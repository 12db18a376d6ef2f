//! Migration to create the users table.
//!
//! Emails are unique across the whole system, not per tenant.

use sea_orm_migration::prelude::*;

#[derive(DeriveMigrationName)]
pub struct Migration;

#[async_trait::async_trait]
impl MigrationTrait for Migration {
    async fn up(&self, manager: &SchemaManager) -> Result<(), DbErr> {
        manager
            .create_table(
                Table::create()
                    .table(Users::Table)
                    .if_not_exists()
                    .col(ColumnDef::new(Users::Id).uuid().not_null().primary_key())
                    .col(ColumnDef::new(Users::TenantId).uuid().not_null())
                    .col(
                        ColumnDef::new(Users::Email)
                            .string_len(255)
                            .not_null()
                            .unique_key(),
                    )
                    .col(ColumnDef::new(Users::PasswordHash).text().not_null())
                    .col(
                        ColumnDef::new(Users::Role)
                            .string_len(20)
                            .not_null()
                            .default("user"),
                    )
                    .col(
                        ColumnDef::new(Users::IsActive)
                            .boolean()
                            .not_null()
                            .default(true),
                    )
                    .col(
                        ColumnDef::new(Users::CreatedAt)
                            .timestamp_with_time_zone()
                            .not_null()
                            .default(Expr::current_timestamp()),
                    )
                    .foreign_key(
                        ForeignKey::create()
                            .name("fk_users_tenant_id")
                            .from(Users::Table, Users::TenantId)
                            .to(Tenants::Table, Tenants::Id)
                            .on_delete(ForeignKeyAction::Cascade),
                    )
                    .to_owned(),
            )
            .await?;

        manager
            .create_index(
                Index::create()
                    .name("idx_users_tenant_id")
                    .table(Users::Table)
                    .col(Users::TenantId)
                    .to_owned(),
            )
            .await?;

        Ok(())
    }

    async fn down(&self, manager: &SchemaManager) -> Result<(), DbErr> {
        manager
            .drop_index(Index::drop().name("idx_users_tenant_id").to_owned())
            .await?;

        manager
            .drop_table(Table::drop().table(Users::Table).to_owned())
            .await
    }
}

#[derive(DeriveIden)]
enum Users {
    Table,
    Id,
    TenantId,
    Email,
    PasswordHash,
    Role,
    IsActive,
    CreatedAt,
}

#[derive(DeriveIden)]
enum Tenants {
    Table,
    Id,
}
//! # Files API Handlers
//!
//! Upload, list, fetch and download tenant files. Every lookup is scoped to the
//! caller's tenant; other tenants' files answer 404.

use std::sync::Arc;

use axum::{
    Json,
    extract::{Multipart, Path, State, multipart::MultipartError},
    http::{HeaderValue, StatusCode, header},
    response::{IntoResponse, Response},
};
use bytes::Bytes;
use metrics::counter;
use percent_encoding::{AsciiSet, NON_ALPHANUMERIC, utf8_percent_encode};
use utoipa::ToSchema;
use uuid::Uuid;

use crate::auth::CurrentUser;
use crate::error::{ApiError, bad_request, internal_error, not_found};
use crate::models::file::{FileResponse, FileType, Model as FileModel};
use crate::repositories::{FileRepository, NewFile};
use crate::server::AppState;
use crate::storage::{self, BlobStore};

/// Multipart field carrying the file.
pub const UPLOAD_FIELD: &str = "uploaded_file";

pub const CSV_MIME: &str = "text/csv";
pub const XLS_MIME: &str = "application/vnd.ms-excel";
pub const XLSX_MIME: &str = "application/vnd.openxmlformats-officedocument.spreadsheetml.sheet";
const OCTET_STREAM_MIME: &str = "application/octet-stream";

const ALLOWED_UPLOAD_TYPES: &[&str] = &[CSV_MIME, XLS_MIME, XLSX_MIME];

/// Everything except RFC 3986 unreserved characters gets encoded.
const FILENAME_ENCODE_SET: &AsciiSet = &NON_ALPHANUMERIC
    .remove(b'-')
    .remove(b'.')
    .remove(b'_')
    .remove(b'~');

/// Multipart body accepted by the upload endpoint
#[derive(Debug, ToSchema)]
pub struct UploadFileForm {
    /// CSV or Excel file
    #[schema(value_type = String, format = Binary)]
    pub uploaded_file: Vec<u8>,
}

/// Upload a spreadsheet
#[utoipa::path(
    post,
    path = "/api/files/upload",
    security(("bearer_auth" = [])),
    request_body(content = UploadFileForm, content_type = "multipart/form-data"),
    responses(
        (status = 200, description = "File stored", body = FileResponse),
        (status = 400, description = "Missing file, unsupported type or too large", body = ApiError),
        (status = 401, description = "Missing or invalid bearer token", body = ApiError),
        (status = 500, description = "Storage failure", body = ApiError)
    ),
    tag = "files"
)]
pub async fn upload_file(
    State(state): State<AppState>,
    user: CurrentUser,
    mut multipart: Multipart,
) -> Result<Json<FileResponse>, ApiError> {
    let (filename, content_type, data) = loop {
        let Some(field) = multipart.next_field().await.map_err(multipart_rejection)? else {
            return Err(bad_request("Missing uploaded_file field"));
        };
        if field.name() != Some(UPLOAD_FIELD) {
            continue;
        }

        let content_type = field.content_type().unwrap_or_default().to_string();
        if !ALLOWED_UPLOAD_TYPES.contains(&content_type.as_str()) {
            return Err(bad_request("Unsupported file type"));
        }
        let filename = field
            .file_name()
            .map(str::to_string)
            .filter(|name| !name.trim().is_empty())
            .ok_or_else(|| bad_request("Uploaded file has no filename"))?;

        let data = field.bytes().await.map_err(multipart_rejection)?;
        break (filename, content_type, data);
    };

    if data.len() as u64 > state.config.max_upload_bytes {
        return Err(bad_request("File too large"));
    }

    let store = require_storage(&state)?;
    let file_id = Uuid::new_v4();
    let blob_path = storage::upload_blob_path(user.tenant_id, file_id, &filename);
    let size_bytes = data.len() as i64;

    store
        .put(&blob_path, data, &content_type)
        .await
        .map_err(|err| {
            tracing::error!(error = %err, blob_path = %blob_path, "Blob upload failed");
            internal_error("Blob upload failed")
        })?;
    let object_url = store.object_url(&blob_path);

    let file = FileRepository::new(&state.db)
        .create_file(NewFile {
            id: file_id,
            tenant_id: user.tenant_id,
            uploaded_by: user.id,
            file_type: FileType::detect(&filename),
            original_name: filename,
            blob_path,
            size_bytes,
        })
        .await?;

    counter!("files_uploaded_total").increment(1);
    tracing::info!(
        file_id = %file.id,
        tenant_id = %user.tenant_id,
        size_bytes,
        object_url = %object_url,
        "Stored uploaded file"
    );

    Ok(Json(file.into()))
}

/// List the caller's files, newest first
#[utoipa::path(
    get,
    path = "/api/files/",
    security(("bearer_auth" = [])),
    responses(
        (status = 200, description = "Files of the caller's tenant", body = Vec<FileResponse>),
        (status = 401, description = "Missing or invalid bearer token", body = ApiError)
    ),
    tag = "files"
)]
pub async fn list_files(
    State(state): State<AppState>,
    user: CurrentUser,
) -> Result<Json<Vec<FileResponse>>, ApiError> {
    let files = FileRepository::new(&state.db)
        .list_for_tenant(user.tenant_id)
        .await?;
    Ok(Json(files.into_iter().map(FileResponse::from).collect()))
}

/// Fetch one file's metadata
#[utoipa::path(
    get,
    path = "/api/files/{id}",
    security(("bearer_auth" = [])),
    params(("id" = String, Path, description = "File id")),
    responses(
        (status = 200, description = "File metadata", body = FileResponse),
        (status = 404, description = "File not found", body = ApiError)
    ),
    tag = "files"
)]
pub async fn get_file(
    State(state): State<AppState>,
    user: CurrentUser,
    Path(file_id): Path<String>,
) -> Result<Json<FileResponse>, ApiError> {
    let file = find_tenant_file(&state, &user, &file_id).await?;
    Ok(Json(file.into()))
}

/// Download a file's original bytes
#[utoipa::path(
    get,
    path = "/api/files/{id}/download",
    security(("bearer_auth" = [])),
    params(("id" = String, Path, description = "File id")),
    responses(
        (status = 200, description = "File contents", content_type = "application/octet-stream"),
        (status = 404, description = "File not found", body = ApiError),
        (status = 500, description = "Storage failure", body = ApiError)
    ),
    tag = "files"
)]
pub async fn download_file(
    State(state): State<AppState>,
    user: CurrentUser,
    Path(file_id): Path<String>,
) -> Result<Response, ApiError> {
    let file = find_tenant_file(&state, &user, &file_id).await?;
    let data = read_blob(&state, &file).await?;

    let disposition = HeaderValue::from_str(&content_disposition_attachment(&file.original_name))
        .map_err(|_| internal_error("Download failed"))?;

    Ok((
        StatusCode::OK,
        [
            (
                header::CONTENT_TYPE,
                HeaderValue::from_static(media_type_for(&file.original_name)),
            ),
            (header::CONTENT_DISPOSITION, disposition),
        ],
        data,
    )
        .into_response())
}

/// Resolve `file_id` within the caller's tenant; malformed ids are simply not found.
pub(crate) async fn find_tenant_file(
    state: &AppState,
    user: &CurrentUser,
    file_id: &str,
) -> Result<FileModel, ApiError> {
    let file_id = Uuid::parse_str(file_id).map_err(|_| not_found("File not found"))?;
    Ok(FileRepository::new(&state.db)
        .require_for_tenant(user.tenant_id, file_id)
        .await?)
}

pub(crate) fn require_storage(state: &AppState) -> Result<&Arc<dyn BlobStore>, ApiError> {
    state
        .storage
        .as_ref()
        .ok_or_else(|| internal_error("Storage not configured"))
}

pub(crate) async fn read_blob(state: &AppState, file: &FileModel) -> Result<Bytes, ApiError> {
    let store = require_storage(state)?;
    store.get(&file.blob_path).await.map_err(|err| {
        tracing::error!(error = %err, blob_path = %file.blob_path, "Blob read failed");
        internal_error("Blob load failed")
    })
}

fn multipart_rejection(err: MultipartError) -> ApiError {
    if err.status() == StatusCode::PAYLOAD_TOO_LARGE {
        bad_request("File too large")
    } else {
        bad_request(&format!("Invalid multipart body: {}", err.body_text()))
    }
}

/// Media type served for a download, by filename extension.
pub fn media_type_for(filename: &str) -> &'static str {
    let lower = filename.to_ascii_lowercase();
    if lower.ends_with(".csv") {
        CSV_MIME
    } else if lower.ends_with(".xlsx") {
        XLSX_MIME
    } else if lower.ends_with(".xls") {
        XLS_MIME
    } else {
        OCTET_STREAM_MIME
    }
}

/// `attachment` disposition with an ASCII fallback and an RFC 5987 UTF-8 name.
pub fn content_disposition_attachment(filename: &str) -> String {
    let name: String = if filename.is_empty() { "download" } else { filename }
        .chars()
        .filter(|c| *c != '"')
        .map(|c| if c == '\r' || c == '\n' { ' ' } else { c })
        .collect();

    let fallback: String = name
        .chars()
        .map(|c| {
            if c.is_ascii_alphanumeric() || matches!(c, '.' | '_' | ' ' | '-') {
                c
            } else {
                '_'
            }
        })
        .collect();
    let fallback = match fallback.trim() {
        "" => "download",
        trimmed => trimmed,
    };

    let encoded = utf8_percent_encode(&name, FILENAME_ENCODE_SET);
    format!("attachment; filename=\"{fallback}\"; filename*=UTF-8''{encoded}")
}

---

Your task is to collect every line above that contains the word "Json".

Written solution:
    Json,
) -> Result<Json<FileResponse>, ApiError> {
    Ok(Json(file.into()))
) -> Result<Json<Vec<FileResponse>>, ApiError> {
    Ok(Json(files.into_iter().map(FileResponse::from).collect()))
) -> Result<Json<FileResponse>, ApiError> {
    Ok(Json(file.into()))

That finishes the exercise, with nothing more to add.